Take each line below that has "AnalyzeArgs" and copy it.

┌─ Data provided

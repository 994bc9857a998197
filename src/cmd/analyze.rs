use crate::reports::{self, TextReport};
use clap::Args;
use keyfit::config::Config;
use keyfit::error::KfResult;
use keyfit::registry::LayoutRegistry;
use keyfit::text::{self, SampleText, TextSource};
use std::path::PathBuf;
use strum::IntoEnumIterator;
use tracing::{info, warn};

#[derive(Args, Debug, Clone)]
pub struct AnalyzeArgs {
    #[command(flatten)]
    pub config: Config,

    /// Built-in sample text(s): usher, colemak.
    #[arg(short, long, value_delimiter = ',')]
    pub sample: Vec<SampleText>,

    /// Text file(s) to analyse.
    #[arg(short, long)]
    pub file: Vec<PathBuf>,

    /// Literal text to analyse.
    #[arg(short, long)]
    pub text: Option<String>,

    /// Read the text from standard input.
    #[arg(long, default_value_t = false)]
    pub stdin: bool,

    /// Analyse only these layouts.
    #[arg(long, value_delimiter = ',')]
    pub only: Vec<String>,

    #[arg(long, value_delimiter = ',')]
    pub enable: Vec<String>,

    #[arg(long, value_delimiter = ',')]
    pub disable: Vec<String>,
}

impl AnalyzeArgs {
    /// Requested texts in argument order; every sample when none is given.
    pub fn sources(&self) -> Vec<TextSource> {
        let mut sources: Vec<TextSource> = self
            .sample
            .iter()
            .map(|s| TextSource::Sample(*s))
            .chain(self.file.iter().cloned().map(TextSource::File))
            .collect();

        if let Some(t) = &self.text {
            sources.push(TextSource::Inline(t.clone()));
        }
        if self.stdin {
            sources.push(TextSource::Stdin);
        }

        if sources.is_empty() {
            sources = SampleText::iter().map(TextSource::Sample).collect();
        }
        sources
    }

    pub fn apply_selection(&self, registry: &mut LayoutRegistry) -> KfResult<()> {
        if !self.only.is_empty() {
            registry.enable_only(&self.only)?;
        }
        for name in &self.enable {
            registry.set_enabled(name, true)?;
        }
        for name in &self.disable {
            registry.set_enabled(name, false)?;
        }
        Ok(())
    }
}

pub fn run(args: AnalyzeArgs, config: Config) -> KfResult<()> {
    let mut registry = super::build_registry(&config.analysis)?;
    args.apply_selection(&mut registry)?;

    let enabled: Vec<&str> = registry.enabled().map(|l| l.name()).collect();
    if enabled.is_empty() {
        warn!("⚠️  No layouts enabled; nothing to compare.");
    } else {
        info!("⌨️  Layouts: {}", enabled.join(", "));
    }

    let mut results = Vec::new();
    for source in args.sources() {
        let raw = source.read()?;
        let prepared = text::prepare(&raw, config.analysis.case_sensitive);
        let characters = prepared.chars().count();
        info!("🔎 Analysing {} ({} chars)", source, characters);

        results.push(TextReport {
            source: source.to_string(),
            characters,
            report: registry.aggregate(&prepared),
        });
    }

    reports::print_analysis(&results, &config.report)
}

└─
┌─ Data provided

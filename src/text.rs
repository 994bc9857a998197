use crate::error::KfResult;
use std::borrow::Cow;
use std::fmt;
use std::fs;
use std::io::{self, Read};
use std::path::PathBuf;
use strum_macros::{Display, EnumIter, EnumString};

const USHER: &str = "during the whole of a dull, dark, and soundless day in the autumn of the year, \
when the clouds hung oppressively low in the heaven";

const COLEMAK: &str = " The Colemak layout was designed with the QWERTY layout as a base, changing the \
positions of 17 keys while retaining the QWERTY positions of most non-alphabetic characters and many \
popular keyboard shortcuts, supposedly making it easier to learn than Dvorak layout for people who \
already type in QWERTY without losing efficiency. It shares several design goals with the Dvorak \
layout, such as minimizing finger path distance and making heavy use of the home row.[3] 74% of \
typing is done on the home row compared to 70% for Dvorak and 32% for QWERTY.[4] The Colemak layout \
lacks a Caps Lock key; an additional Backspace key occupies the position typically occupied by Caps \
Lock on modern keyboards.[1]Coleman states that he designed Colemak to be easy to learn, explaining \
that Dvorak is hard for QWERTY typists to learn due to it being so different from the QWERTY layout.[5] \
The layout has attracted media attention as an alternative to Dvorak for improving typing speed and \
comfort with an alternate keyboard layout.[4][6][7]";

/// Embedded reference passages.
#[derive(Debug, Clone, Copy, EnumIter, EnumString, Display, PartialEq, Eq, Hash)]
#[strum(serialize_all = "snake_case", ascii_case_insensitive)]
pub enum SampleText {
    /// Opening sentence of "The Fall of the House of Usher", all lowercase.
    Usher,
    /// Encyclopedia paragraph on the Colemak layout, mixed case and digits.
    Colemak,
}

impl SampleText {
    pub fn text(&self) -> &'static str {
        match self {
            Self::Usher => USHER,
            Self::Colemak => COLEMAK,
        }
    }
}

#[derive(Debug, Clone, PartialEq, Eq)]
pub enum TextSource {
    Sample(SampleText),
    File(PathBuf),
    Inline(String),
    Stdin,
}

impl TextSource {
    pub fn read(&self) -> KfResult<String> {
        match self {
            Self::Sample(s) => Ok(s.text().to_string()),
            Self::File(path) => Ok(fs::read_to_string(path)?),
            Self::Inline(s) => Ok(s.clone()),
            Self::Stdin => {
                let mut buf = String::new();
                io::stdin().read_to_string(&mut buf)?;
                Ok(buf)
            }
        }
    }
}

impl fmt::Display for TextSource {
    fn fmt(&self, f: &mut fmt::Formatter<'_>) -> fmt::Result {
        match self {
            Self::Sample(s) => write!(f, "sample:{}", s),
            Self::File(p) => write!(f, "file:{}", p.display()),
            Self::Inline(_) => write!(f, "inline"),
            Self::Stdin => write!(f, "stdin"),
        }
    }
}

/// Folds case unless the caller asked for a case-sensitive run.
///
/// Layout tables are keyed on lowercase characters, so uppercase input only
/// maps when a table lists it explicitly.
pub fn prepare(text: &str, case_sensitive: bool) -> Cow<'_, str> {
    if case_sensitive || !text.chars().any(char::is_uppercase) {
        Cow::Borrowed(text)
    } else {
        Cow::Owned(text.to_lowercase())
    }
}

└─

Answer:
pub struct AnalyzeArgs {
impl AnalyzeArgs {
pub fn run(args: AnalyzeArgs, config: Config) -> KfResult<()> {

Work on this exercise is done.